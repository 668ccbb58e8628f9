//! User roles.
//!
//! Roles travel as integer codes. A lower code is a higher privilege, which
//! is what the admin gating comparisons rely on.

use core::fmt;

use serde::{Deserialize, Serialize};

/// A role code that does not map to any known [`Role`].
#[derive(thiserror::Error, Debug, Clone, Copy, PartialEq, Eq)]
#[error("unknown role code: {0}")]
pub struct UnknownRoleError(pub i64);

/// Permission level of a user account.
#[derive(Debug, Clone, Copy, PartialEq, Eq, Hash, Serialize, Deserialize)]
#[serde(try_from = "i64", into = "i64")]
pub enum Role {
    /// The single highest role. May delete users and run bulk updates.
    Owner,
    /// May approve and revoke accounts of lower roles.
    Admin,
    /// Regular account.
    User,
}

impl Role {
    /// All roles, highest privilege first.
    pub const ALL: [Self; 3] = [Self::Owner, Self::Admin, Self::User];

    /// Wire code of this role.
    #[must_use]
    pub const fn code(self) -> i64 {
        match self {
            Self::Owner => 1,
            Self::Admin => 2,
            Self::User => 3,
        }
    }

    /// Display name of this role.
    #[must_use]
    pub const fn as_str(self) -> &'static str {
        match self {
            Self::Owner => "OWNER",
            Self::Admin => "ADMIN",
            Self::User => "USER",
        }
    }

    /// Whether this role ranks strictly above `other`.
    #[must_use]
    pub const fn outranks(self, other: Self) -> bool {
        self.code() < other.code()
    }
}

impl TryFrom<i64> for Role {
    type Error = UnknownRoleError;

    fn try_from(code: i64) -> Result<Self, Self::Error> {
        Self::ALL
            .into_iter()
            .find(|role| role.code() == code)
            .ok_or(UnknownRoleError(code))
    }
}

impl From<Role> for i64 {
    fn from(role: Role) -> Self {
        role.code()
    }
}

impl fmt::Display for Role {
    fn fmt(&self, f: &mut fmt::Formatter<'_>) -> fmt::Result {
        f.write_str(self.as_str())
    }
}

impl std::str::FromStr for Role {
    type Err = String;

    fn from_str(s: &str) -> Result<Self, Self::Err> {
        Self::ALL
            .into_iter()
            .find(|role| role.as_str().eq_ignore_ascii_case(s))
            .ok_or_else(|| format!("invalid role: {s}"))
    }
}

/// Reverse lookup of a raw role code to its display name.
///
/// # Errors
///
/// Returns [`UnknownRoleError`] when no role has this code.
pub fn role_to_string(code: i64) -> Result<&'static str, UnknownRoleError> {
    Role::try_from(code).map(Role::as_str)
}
==
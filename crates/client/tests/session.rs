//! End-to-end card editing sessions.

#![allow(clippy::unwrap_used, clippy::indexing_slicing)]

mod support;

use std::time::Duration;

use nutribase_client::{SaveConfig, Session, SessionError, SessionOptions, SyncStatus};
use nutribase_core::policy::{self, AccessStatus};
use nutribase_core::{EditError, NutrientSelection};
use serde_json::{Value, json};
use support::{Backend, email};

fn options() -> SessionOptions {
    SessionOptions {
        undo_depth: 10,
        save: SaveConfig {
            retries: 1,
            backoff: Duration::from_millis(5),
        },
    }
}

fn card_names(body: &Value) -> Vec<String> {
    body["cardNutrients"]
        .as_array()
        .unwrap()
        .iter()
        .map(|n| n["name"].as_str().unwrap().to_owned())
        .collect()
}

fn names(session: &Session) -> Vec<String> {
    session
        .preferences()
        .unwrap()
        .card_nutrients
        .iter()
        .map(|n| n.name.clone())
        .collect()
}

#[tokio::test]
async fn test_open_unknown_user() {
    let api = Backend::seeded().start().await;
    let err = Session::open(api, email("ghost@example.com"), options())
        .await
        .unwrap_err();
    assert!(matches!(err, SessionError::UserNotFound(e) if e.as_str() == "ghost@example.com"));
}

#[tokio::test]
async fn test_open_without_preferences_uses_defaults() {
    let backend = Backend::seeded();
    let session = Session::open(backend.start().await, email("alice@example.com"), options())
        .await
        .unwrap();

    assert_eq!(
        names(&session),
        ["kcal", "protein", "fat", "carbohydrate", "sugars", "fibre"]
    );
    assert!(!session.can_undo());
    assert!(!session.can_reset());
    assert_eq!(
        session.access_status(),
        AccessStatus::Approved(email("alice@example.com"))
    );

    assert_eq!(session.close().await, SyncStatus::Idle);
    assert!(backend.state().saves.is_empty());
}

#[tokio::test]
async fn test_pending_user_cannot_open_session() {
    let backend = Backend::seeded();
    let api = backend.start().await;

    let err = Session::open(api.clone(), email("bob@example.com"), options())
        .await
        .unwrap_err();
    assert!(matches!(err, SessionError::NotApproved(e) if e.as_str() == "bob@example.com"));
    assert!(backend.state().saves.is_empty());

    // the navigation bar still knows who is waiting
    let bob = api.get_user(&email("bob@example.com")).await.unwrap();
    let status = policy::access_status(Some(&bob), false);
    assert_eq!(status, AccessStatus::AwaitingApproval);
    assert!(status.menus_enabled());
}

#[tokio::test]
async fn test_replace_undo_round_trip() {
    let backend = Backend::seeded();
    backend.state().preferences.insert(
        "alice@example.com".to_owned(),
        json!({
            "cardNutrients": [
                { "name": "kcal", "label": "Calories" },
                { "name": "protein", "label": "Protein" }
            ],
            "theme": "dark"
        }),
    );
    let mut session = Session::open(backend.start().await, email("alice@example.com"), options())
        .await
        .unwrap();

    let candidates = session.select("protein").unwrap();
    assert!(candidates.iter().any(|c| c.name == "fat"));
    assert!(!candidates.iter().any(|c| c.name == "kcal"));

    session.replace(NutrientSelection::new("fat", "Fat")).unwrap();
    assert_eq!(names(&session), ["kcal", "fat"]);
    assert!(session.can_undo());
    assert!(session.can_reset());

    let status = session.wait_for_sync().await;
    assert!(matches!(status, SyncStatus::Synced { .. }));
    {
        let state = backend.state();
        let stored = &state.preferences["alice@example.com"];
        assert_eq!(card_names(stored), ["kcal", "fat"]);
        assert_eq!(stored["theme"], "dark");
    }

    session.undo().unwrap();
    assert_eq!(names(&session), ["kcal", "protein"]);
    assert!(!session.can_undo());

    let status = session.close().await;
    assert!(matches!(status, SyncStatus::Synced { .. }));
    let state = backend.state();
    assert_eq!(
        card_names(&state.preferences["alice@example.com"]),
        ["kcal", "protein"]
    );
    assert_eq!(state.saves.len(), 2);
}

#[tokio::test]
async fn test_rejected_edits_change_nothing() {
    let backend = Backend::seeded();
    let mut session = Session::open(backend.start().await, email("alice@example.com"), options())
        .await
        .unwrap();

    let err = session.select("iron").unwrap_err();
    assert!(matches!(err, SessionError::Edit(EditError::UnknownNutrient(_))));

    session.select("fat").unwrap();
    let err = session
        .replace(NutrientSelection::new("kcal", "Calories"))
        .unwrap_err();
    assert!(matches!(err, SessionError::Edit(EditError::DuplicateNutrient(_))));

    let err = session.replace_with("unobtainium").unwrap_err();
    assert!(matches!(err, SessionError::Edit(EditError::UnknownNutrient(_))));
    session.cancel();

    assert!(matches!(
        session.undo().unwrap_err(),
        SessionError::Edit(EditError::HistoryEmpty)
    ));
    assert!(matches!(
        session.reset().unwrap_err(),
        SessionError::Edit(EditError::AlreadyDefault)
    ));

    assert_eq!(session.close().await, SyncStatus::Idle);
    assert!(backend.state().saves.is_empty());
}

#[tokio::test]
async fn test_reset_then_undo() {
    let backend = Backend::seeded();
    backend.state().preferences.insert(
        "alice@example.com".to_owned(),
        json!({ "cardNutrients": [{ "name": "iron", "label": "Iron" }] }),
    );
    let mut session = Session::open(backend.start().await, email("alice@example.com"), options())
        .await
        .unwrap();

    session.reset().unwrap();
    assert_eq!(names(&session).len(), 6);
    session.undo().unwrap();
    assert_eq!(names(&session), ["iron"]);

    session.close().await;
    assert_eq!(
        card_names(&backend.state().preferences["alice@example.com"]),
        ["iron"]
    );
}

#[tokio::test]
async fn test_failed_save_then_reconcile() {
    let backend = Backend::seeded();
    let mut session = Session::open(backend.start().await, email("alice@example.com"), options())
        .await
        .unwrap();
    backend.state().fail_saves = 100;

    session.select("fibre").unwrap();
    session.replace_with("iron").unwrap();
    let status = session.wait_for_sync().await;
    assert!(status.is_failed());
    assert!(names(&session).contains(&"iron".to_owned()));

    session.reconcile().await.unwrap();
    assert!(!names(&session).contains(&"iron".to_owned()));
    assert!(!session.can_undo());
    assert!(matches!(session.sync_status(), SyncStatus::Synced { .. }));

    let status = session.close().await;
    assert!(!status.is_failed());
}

### Task statement
Show each line of the records above containing "dark".

### Answer to this problem
            "theme": "dark"
        assert_eq!(stored["theme"], "dark");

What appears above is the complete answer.